Stored data entries

※

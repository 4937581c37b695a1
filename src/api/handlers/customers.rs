//! Customer listing and lifecycle endpoints.

use axum::{
    extract::{Extension, Path, Query},
    http::{HeaderMap, StatusCode},
    response::{IntoResponse, Json},
};
use serde::Deserialize;
use std::sync::Arc;
use uuid::Uuid;

use super::{
    error_response, extract_session_token,
    types::{ErrorBody, ReasonBody},
};
use crate::api::state::AppState;
use crate::auth::AuthError;
use crate::directory::customers::{
    CustomerPage, CustomerQuery, CustomerRecord, CustomerSortKey, CustomerStatus, SortOrder,
};

/// Raw query string, validated and folded into a [`CustomerQuery`].
#[derive(Debug, Default, Deserialize, utoipa::IntoParams)]
#[serde(default)]
pub struct CustomerListParams {
    /// Comma separated status filter, e.g. `pending,approved`.
    pub status: Option<String>,
    pub search: Option<String>,
    pub registered_from: Option<chrono::DateTime<chrono::Utc>>,
    pub registered_to: Option<chrono::DateTime<chrono::Utc>>,
    pub sort: Option<String>,
    pub order: Option<String>,
    pub page: Option<u32>,
    pub limit: Option<u32>,
}

impl CustomerListParams {
    fn into_query(self) -> Result<CustomerQuery, AuthError> {
        let mut query = CustomerQuery::default();
        if let Some(raw) = self.status {
            let mut statuses = Vec::new();
            for part in raw.split(',').map(str::trim).filter(|s| !s.is_empty()) {
                let status = CustomerStatus::parse(&part.to_ascii_lowercase())
                    .ok_or_else(|| AuthError::validation(format!("unknown status '{part}'")))?;
                statuses.push(status);
            }
            query.statuses = statuses;
        }
        if let Some(sort) = self.sort {
            query.sort = CustomerSortKey::parse(&sort.to_ascii_lowercase())
                .ok_or_else(|| AuthError::validation(format!("unknown sort key '{sort}'")))?;
        }
        if let Some(order) = self.order {
            query.order = match order.to_ascii_lowercase().as_str() {
                "asc" => SortOrder::Asc,
                "desc" => SortOrder::Desc,
                other => {
                    return Err(AuthError::validation(format!("unknown sort order '{other}'")))
                }
            };
        }
        query.search = self.search.filter(|s| !s.trim().is_empty());
        query.registered_from = self.registered_from;
        query.registered_to = self.registered_to;
        if let Some(page) = self.page {
            query.page = page;
        }
        if let Some(limit) = self.limit {
            query.limit = limit;
        }
        Ok(query)
    }
}

#[utoipa::path(
    get,
    path = "/v1/customers",
    params(CustomerListParams),
    responses(
        (status = 200, description = "One page of customers", body = CustomerPage),
        (status = 401, description = "No active session"),
        (status = 403, description = "Missing the users:view permission"),
        (status = 422, description = "Invalid filter", body = ErrorBody)
    ),
    tag = "customers"
)]
pub async fn list(
    headers: HeaderMap,
    Query(params): Query<CustomerListParams>,
    state: Extension<Arc<AppState>>,
) -> impl IntoResponse {
    let Some(token) = extract_session_token(&headers) else {
        return error_response(AuthError::InvalidCredentials);
    };
    let query = match params.into_query() {
        Ok(query) => query,
        Err(err) => return error_response(err),
    };
    match state.auth_service(&token).list_customers(query).await {
        Ok(page) => (StatusCode::OK, Json(page)).into_response(),
        Err(err) => error_response(err),
    }
}

#[utoipa::path(
    post,
    path = "/v1/customers/{id}/approve",
    params(("id" = Uuid, Path, description = "Customer id")),
    request_body = ReasonBody,
    responses(
        (status = 200, description = "Customer approved", body = CustomerRecord),
        (status = 403, description = "Missing the users:approve permission"),
        (status = 404, description = "No such customer")
    ),
    tag = "customers"
)]
pub async fn approve(
    headers: HeaderMap,
    Path(id): Path<Uuid>,
    state: Extension<Arc<AppState>>,
    body: Option<Json<ReasonBody>>,
) -> impl IntoResponse {
    let Some(token) = extract_session_token(&headers) else {
        return error_response(AuthError::InvalidCredentials);
    };
    let reason = body.and_then(|Json(body)| body.reason);
    match state
        .auth_service(&token)
        .approve_customer(id, reason.as_deref())
        .await
    {
        Ok(customer) => (StatusCode::OK, Json(customer)).into_response(),
        Err(err) => error_response(err),
    }
}

#[utoipa::path(
    post,
    path = "/v1/customers/{id}/reject",
    params(("id" = Uuid, Path, description = "Customer id")),
    request_body = ReasonBody,
    responses(
        (status = 200, description = "Customer rejected", body = CustomerRecord),
        (status = 403, description = "Missing the users:reject permission"),
        (status = 404, description = "No such customer"),
        (status = 422, description = "A rejection reason is required", body = ErrorBody)
    ),
    tag = "customers"
)]
pub async fn reject(
    headers: HeaderMap,
    Path(id): Path<Uuid>,
    state: Extension<Arc<AppState>>,
    body: Option<Json<ReasonBody>>,
) -> impl IntoResponse {
    let Some(token) = extract_session_token(&headers) else {
        return error_response(AuthError::InvalidCredentials);
    };
    let reason = body.and_then(|Json(body)| body.reason).unwrap_or_default();
    match state.auth_service(&token).reject_customer(id, &reason).await {
        Ok(customer) => (StatusCode::OK, Json(customer)).into_response(),
        Err(err) => error_response(err),
    }
}

#[utoipa::path(
    post,
    path = "/v1/customers/{id}/suspend",
    params(("id" = Uuid, Path, description = "Customer id")),
    request_body = ReasonBody,
    responses(
        (status = 200, description = "Customer suspended", body = CustomerRecord),
        (status = 403, description = "Missing the users:suspend permission"),
        (status = 404, description = "No such customer"),
        (status = 422, description = "A suspension reason is required", body = ErrorBody)
    ),
    tag = "customers"
)]
pub async fn suspend(
    headers: HeaderMap,
    Path(id): Path<Uuid>,
    state: Extension<Arc<AppState>>,
    body: Option<Json<ReasonBody>>,
) -> impl IntoResponse {
    let Some(token) = extract_session_token(&headers) else {
        return error_response(AuthError::InvalidCredentials);
    };
    let reason = body.and_then(|Json(body)| body.reason).unwrap_or_default();
    match state
        .auth_service(&token)
        .suspend_customer(id, &reason)
        .await
    {
        Ok(customer) => (StatusCode::OK, Json(customer)).into_response(),
        Err(err) => error_response(err),
    }
}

※

Required action
Write out the data exactly as it stands.

Task output
repository 4937581c37b695a1
filename src/api/handlers/customers.rs
//! Customer listing and lifecycle endpoints.

use axum::{
    extract::{Extension, Path, Query},
    http::{HeaderMap, StatusCode},
    response::{IntoResponse, Json},
};
use serde::Deserialize;
use std::sync::Arc;
use uuid::Uuid;

use super::{
    error_response, extract_session_token,
    types::{ErrorBody, ReasonBody},
};
use crate::api::state::AppState;
use crate::auth::AuthError;
use crate::directory::customers::{
    CustomerPage, CustomerQuery, CustomerRecord, CustomerSortKey, CustomerStatus, SortOrder,
};

/// Raw query string, validated and folded into a [`CustomerQuery`].
#[derive(Debug, Default, Deserialize, utoipa::IntoParams)]
#[serde(default)]
pub struct CustomerListParams {
    /// Comma separated status filter, e.g. `pending,approved`.
    pub status: Option<String>,
    pub search: Option<String>,
    pub registered_from: Option<chrono::DateTime<chrono::Utc>>,
    pub registered_to: Option<chrono::DateTime<chrono::Utc>>,
    pub sort: Option<String>,
    pub order: Option<String>,
    pub page: Option<u32>,
    pub limit: Option<u32>,
}

impl CustomerListParams {
    fn into_query(self) -> Result<CustomerQuery, AuthError> {
        let mut query = CustomerQuery::default();
        if let Some(raw) = self.status {
            let mut statuses = Vec::new();
            for part in raw.split(',').map(str::trim).filter(|s| !s.is_empty()) {
                let status = CustomerStatus::parse(&part.to_ascii_lowercase())
                    .ok_or_else(|| AuthError::validation(format!("unknown status '{part}'")))?;
                statuses.push(status);
            }
            query.statuses = statuses;
        }
        if let Some(sort) = self.sort {
            query.sort = CustomerSortKey::parse(&sort.to_ascii_lowercase())
                .ok_or_else(|| AuthError::validation(format!("unknown sort key '{sort}'")))?;
        }
        if let Some(order) = self.order {
            query.order = match order.to_ascii_lowercase().as_str() {
                "asc" => SortOrder::Asc,
                "desc" => SortOrder::Desc,
                other => {
                    return Err(AuthError::validation(format!("unknown sort order '{other}'")))
                }
            };
        }
        query.search = self.search.filter(|s| !s.trim().is_empty());
        query.registered_from = self.registered_from;
        query.registered_to = self.registered_to;
        if let Some(page) = self.page {
            query.page = page;
        }
        if let Some(limit) = self.limit {
            query.limit = limit;
        }
        Ok(query)
    }
}

#[utoipa::path(
    get,
    path = "/v1/customers",
    params(CustomerListParams),
    responses(
        (status = 200, description = "One page of customers", body = CustomerPage),
        (status = 401, description = "No active session"),
        (status = 403, description = "Missing the users:view permission"),
        (status = 422, description = "Invalid filter", body = ErrorBody)
    ),
    tag = "customers"
)]
pub async fn list(
    headers: HeaderMap,
    Query(params): Query<CustomerListParams>,
    state: Extension<Arc<AppState>>,
) -> impl IntoResponse {
    let Some(token) = extract_session_token(&headers) else {
        return error_response(AuthError::InvalidCredentials);
    };
    let query = match params.into_query() {
        Ok(query) => query,
        Err(err) => return error_response(err),
    };
    match state.auth_service(&token).list_customers(query).await {
        Ok(page) => (StatusCode::OK, Json(page)).into_response(),
        Err(err) => error_response(err),
    }
}

#[utoipa::path(
    post,
    path = "/v1/customers/{id}/approve",
    params(("id" = Uuid, Path, description = "Customer id")),
    request_body = ReasonBody,
    responses(
        (status = 200, description = "Customer approved", body = CustomerRecord),
        (status = 403, description = "Missing the users:approve permission"),
        (status = 404, description = "No such customer")
    ),
    tag = "customers"
)]
pub async fn approve(
    headers: HeaderMap,
    Path(id): Path<Uuid>,
    state: Extension<Arc<AppState>>,
    body: Option<Json<ReasonBody>>,
) -> impl IntoResponse {
    let Some(token) = extract_session_token(&headers) else {
        return error_response(AuthError::InvalidCredentials);
    };
    let reason = body.and_then(|Json(body)| body.reason);
    match state
        .auth_service(&token)
        .approve_customer(id, reason.as_deref())
        .await
    {
        Ok(customer) => (StatusCode::OK, Json(customer)).into_response(),
        Err(err) => error_response(err),
    }
}

#[utoipa::path(
    post,
    path = "/v1/customers/{id}/reject",
    params(("id" = Uuid, Path, description = "Customer id")),
    request_body = ReasonBody,
    responses(
        (status = 200, description = "Customer rejected", body = CustomerRecord),
        (status = 403, description = "Missing the users:reject permission"),
        (status = 404, description = "No such customer"),
        (status = 422, description = "A rejection reason is required", body = ErrorBody)
    ),
    tag = "customers"
)]
pub async fn reject(
    headers: HeaderMap,
    Path(id): Path<Uuid>,
    state: Extension<Arc<AppState>>,
    body: Option<Json<ReasonBody>>,
) -> impl IntoResponse {
    let Some(token) = extract_session_token(&headers) else {
        return error_response(AuthError::InvalidCredentials);
    };
    let reason = body.and_then(|Json(body)| body.reason).unwrap_or_default();
    match state.auth_service(&token).reject_customer(id, &reason).await {
        Ok(customer) => (StatusCode::OK, Json(customer)).into_response(),
        Err(err) => error_response(err),
    }
}

#[utoipa::path(
    post,
    path = "/v1/customers/{id}/suspend",
    params(("id" = Uuid, Path, description = "Customer id")),
    request_body = ReasonBody,
    responses(
        (status = 200, description = "Customer suspended", body = CustomerRecord),
        (status = 403, description = "Missing the users:suspend permission"),
        (status = 404, description = "No such customer"),
        (status = 422, description = "A suspension reason is required", body = ErrorBody)
    ),
    tag = "customers"
)]
pub async fn suspend(
    headers: HeaderMap,
    Path(id): Path<Uuid>,
    state: Extension<Arc<AppState>>,
    body: Option<Json<ReasonBody>>,
) -> impl IntoResponse {
    let Some(token) = extract_session_token(&headers) else {
        return error_response(AuthError::InvalidCredentials);
    };
    let reason = body.and_then(|Json(body)| body.reason).unwrap_or_default();
    match state
        .auth_service(&token)
        .suspend_customer(id, &reason)
        .await
    {
        Ok(customer) => (StatusCode::OK, Json(customer)).into_response(),
        Err(err) => error_response(err),
    }
}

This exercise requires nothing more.